Oliveira et al. (2017) avaliaram o impacto das mudanças climáticas sobre a vazão e o potencial hidroenergético de uma bacia de cabeceira da bacia hidrográfica do rio Grande, no sul de Minas Gerais. Os autores empregaram, para tal finalidade, o modelo hidrológico Soil and Water Assessment Tool (SWAT) e os dados do clima presente e de projeções futuras dos modelos climáticos ETA- HadGEM2-ES e ETA-MIROC5 frente aos RCP’s 4.5 e 8.5. Os resultados encontrados por Oliveira et al. (2017), por ambos os modelos climáticos e RCP’s, dão indícios de que haverá uma redução considerável na vazão e, por consequência, no potencial de geração de energia, ao longo do século XXI. Tal redução pode acarretar em sérios problemas de disponibilidade de água na região, causando impactos não somente locais, mas em todo o sistema hidrelétrico instalado na bacia do rio Grande, ressaltam os autores.

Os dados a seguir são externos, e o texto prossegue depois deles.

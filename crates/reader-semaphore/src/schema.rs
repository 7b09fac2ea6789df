// Copyright (c) 2023 - 2026 CoralDB Software, Inc., CoralDB GmbH.
// All rights reserved.
//
// Use of this software is governed by the Business Source License
// included in the LICENSE file.
//
// As of the Change Date specified in that file, in accordance with
// the Business Source License, use of this software will be governed
// by the Apache License, Version 2.0.

use std::fmt;
use std::sync::Arc;

use uuid::Uuid;

/// Identity of a table, stable across schema versions.
#[derive(Debug, Clone, Copy, PartialEq, Eq, Hash, PartialOrd, Ord)]
pub struct TableId(Uuid);

impl TableId {
    pub fn new() -> Self {
        Self(Uuid::new_v4())
    }

    pub const fn from_uuid(uuid: Uuid) -> Self {
        Self(uuid)
    }
}

impl Default for TableId {
    fn default() -> Self {
        Self::new()
    }
}

impl fmt::Display for TableId {
    fn fmt(&self, f: &mut fmt::Formatter<'_>) -> fmt::Result {
        fmt::Display::fmt(&self.0, f)
    }
}

/// The slice of table schema the admission core cares about: identity plus
/// the keyspace/table names used in diagnostics. The full schema object is
/// an external collaborator.
#[derive(Debug)]
pub struct Schema {
    id: TableId,
    keyspace: String,
    table: String,
}

pub type SchemaRef = Arc<Schema>;

impl Schema {
    pub fn new(keyspace: impl Into<String>, table: impl Into<String>) -> SchemaRef {
        Arc::new(Self {
            id: TableId::new(),
            keyspace: keyspace.into(),
            table: table.into(),
        })
    }

    pub fn with_id(
        id: TableId,
        keyspace: impl Into<String>,
        table: impl Into<String>,
    ) -> SchemaRef {
        Arc::new(Self {
            id,
            keyspace: keyspace.into(),
            table: table.into(),
        })
    }

    pub fn id(&self) -> TableId {
        self.id
    }

    pub fn keyspace(&self) -> &str {
        &self.keyspace
    }

    pub fn table(&self) -> &str {
        &self.table
    }
}

impl fmt::Display for Schema {
    fn fmt(&self, f: &mut fmt::Formatter<'_>) -> fmt::Result {
        write!(f, "{}.{}", self.keyspace, self.table)
    }
}
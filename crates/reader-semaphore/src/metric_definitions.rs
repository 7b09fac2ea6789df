// Copyright (c) 2023 - 2026 CoralDB Software, Inc., CoralDB GmbH.
// All rights reserved.
//
// Use of this software is governed by the Business Source License
// included in the LICENSE file.
//
// As of the Change Date specified in that file, in accordance with
// the Business Source License, use of this software will be governed
// by the Apache License, Version 2.0.

use metrics::{describe_counter, describe_gauge, Unit};

pub const READS_ADMITTED: &str = "coraldb.reader_semaphore.reads_admitted.total";
pub const READS_ENQUEUED_FOR_ADMISSION: &str =
    "coraldb.reader_semaphore.reads_enqueued_for_admission.total";
pub const READS_ENQUEUED_FOR_MEMORY: &str =
    "coraldb.reader_semaphore.reads_enqueued_for_memory.total";
pub const READS_SHED_DUE_TO_OVERLOAD: &str =
    "coraldb.reader_semaphore.reads_shed_due_to_overload.total";
pub const READS_KILLED_DUE_TO_KILL_LIMIT: &str =
    "coraldb.reader_semaphore.reads_killed_due_to_kill_limit.total";
pub const PERMIT_BASED_EVICTIONS: &str = "coraldb.reader_semaphore.permit_based_evictions.total";
pub const TIME_BASED_EVICTIONS: &str = "coraldb.reader_semaphore.time_based_evictions.total";

pub const CURRENT_PERMITS: &str = "coraldb.reader_semaphore.current_permits";
pub const USED_PERMITS: &str = "coraldb.reader_semaphore.used_permits";
pub const BLOCKED_PERMITS: &str = "coraldb.reader_semaphore.blocked_permits";
pub const INACTIVE_READS: &str = "coraldb.reader_semaphore.inactive_reads";
pub const DISK_READS: &str = "coraldb.reader_semaphore.disk_reads";
pub const SSTABLES_READ: &str = "coraldb.reader_semaphore.sstables_read";

pub fn describe_metrics() {
    describe_counter!(
        READS_ADMITTED,
        Unit::Count,
        "Number of reads admitted past the reader semaphore"
    );

    describe_counter!(
        READS_ENQUEUED_FOR_ADMISSION,
        Unit::Count,
        "Number of reads that had to queue for admission"
    );

    describe_counter!(
        READS_ENQUEUED_FOR_MEMORY,
        Unit::Count,
        "Number of admitted reads that had to queue for memory"
    );

    describe_counter!(
        READS_SHED_DUE_TO_OVERLOAD,
        Unit::Count,
        "Number of reads shed because the wait/ready queues were full"
    );

    describe_counter!(
        READS_KILLED_DUE_TO_KILL_LIMIT,
        Unit::Count,
        "Number of reads killed because consumed memory crossed the kill limit"
    );

    describe_counter!(
        PERMIT_BASED_EVICTIONS,
        Unit::Count,
        "Number of inactive reads evicted to make room for admissions"
    );

    describe_counter!(
        TIME_BASED_EVICTIONS,
        Unit::Count,
        "Number of inactive reads evicted because their TTL expired"
    );

    describe_gauge!(
        CURRENT_PERMITS,
        Unit::Count,
        "Number of permits currently alive"
    );

    describe_gauge!(
        USED_PERMITS,
        Unit::Count,
        "Number of permits belonging to reads actively producing output"
    );

    describe_gauge!(
        BLOCKED_PERMITS,
        Unit::Count,
        "Number of used permits additionally blocked on I/O"
    );

    describe_gauge!(
        INACTIVE_READS,
        Unit::Count,
        "Number of paused readers parked in the inactive-read cache"
    );

    describe_gauge!(
        DISK_READS,
        Unit::Count,
        "Number of permits with at least one sstable read in flight"
    );

    describe_gauge!(
        SSTABLES_READ,
        Unit::Count,
        "Number of sstable reads in flight across all permits"
    );
}
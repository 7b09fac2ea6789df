// Copyright (c) 2023 - 2026 CoralDB Software, Inc., CoralDB GmbH.
// All rights reserved.
//
// Use of this software is governed by the Business Source License
// included in the LICENSE file.
//
// As of the Change Date specified in that file, in accordance with
// the Business Source License, use of this software will be governed
// by the Apache License, Version 2.0.

use std::collections::HashMap;
use std::fmt::Write as _;
use std::time::Duration;

use bytestring::ByteString;
use enum_map::{Enum, EnumMap};
use parking_lot::Mutex;
use tokio::time::Instant;

use crate::permit::PermitState;
use crate::resources::ReaderResources;
use crate::schema::{SchemaRef, TableId};

/// The event kinds that trigger an automatic diagnostics dump. Each kind is
/// rate-limited separately.
#[derive(Debug, Clone, Copy, PartialEq, Eq, Enum)]
pub(crate) enum DumpKind {
    TimedOut,
    QueueOverload,
    KillLimit,
    Contradiction,
    InvariantViolation,
}

/// Allows one dump per `period` per event kind, no matter how many events
/// fire.
pub(crate) struct DumpRateLimiter {
    period: Duration,
    last: Mutex<EnumMap<DumpKind, Option<Instant>>>,
}

impl DumpRateLimiter {
    pub(crate) fn new(period: Duration) -> Self {
        Self {
            period,
            last: Mutex::new(EnumMap::default()),
        }
    }

    pub(crate) fn allow(&self, kind: DumpKind) -> bool {
        let now = Instant::now();
        let mut last = self.last.lock();
        match last[kind] {
            Some(at) if now.duration_since(at) < self.period => false,
            _ => {
                last[kind] = Some(now);
                true
            }
        }
    }
}

pub(crate) fn human_readable_bytes(bytes: i64) -> String {
    const UNITS: [&str; 5] = ["B", "KiB", "MiB", "GiB", "TiB"];
    let sign = if bytes < 0 { "-" } else { "" };
    let mut value = bytes.unsigned_abs() as f64;
    let mut unit = 0;
    while value >= 1024.0 && unit < UNITS.len() - 1 {
        value /= 1024.0;
        unit += 1;
    }
    if unit == 0 {
        format!("{sign}{}B", bytes.unsigned_abs())
    } else {
        format!("{sign}{value:.1}{}", UNITS[unit])
    }
}

#[derive(Default, Clone, Copy)]
struct PermitGroupStats {
    permits: u64,
    resources: ReaderResources,
}

impl PermitGroupStats {
    fn add(&mut self, resources: ReaderResources) {
        self.permits += 1;
        self.resources += resources;
    }
}

/// Builds the tabular permit dump: rows grouped by (schema, op name, state),
/// sorted by consumed memory descending, rows beyond `max_lines` collapsed
/// into an "omitted" row, followed by a total. `max_lines == 0` disables the
/// collapse.
pub(crate) fn format_permit_diagnostics(
    name: &str,
    initial: ReaderResources,
    available: ReaderResources,
    permits: impl Iterator<Item = (Option<SchemaRef>, ByteString, PermitState, ReaderResources)>,
    problem: &str,
    max_lines: usize,
) -> String {
    type GroupKey = (Option<TableId>, ByteString, PermitState);
    let mut groups: HashMap<GroupKey, (Option<SchemaRef>, PermitGroupStats)> = HashMap::new();
    for (schema, op_name, state, resources) in permits {
        let key = (schema.as_deref().map(|s| s.id()), op_name, state);
        let slot = groups.entry(key).or_insert_with(|| (schema, PermitGroupStats::default()));
        slot.1.add(resources);
    }

    let mut summaries: Vec<_> = groups
        .into_iter()
        .map(|((_, op_name, state), (schema, stats))| (schema, op_name, state, stats))
        .collect();
    summaries.sort_by(|a, b| b.3.resources.memory.cmp(&a.3.resources.memory));

    let consumed = initial - available;
    let mut out = String::new();
    let _ = writeln!(
        out,
        "Semaphore {} with {}/{} count and {}/{} memory resources: {}, dumping permit diagnostics:",
        name, consumed.count, initial.count, consumed.memory, initial.memory, problem
    );
    let _ = writeln!(out, "permits\tcount\tmemory\ttable/description/state");

    let mut total = PermitGroupStats::default();
    let mut omitted = PermitGroupStats::default();
    for (line, (schema, op_name, state, stats)) in summaries.iter().enumerate() {
        total.permits += stats.permits;
        total.resources += stats.resources;
        if max_lines == 0 || line < max_lines {
            let _ = writeln!(
                out,
                "{}\t{}\t{}\t{}.{}/{}/{}",
                stats.permits,
                stats.resources.count,
                human_readable_bytes(stats.resources.memory),
                schema.as_deref().map_or("*", |s| s.keyspace()),
                schema.as_deref().map_or("*", |s| s.table()),
                op_name,
                state
            );
        } else {
            omitted.permits += stats.permits;
            omitted.resources += stats.resources;
        }
    }
    if omitted.permits > 0 {
        let _ = writeln!(
            out,
            "{}\t{}\t{}\tpermits omitted for brevity",
            omitted.permits,
            omitted.resources.count,
            human_readable_bytes(omitted.resources.memory)
        );
    }
    let _ = writeln!(out);
    let _ = writeln!(
        out,
        "{}\t{}\t{}\ttotal",
        total.permits,
        total.resources.count,
        human_readable_bytes(total.resources.memory)
    );
    out
}
// Copyright (c) 2023 - 2026 CoralDB Software, Inc., CoralDB GmbH.
// All rights reserved.
//
// Use of this software is governed by the Business Source License
// included in the LICENSE file.
//
// As of the Change Date specified in that file, in accordance with
// the Business Source License, use of this software will be governed
// by the Apache License, Version 2.0.

use std::fmt;
use std::ops::{Add, AddAssign, Sub, SubAssign};

/// A count/memory pair charged against the reader semaphore.
///
/// Both components are signed: the semaphore tolerates over-commit, so the
/// available pool can go negative up to the kill limit. Arithmetic is
/// component-wise and saturating; overflowing either component is a
/// programming error.
#[derive(Debug, Clone, Copy, Default, PartialEq, Eq)]
pub struct ReaderResources {
    pub count: i32,
    pub memory: i64,
}

impl ReaderResources {
    pub const fn new(count: i32, memory: i64) -> Self {
        Self { count, memory }
    }

    pub const fn with_memory(memory: i64) -> Self {
        Self { count: 0, memory }
    }

    /// True when any component is non-zero.
    pub fn non_zero(&self) -> bool {
        self.count != 0 || self.memory != 0
    }

    /// Component-wise `self >= other`.
    pub fn covers(&self, other: &ReaderResources) -> bool {
        self.count >= other.count && self.memory >= other.memory
    }
}

impl Add for ReaderResources {
    type Output = ReaderResources;

    fn add(self, rhs: ReaderResources) -> ReaderResources {
        ReaderResources {
            count: self.count.saturating_add(rhs.count),
            memory: self.memory.saturating_add(rhs.memory),
        }
    }
}

impl Sub for ReaderResources {
    type Output = ReaderResources;

    fn sub(self, rhs: ReaderResources) -> ReaderResources {
        ReaderResources {
            count: self.count.saturating_sub(rhs.count),
            memory: self.memory.saturating_sub(rhs.memory),
        }
    }
}

impl AddAssign for ReaderResources {
    fn add_assign(&mut self, rhs: ReaderResources) {
        *self = *self + rhs;
    }
}

impl SubAssign for ReaderResources {
    fn sub_assign(&mut self, rhs: ReaderResources) {
        *self = *self - rhs;
    }
}

impl fmt::Display for ReaderResources {
    fn fmt(&self, f: &mut fmt::Formatter<'_>) -> fmt::Result {
        write!(f, "{{{}, {}}}", self.count, self.memory)
    }
}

Alvarenga et al. (2018) avaliaram o impacto das mudanças climáticas na hidrologia de uma pequena bacia hidrográfica localizada na Serra da Mantiqueira, em Minas Gerais. Os autores empregaram o modelo hidrológico Distributed Hydrology Soil Vegetation Model (DHSVM) forçado pelo modelo climático ETA-

HadGEM2-ES frente aos RCP’s 4.5 e 8.5. Os resultados encontrados apontam para uma redução nas vazões médias sazonais em todos os períodos futuros analisados e para os dois RCP’s, tendo a situação mais crítica ocorrido durante o verão, entre 2011 e 2040 (RCP 4.5) e 2071-2099 (RCP 8.5). Além disso, reduções preocupantes também foram verificadas no balanço hídrico da bacia, o que pode implicar em escassez de água para abastecimento, agricultura e geração de energia, relatam os autores, destacando ainda a necessidade de estudos mais aprofundados dos impactos das mudanças climáticas frente aos cenários do AR5 do IPCC.

Bajracharya et al. (2018) avaliaram o impacto das mudanças climáticas sobre o regime hidrológico de uma bacia hidrográfica do Nepal, dominada pela ocorrência de neve. A simulação hidrológica foi conduzida junto ao modelo SWAT e, as projeções climáticas, obtidas para os RCP’s 4.5 e 8.5. Segundo relatam os autores, o efeito sinérgico de aumento da precipitação e da temperatura provoca maior derretimento de neve, implicando diretamente no aumento das vazões e produção de água no exutório da bacia.

Nilawar e Waikar (2019) avaliaram o impacto das mudanças climáticas nas vazões e concentração de sedimentos em uma bacia hidrográfica da China. Os autores empregaram o modelo hidrológico SWAT e três modelos climáticos sob os RCP’s 4.5 e 8.5, obtendo resultados que indicam acréscimo nas vazões médias mensais e na concentração média mensal de sedimentos, sendo mais pronunciado quando analisado o RCP 8.5. Para Nilawar e Waikar (2019) o estudo fornece informações úteis sobre futuros cenários hidrológicos, fomentando a formulação e implementação de estratégias de gestão dos recursos hídricos.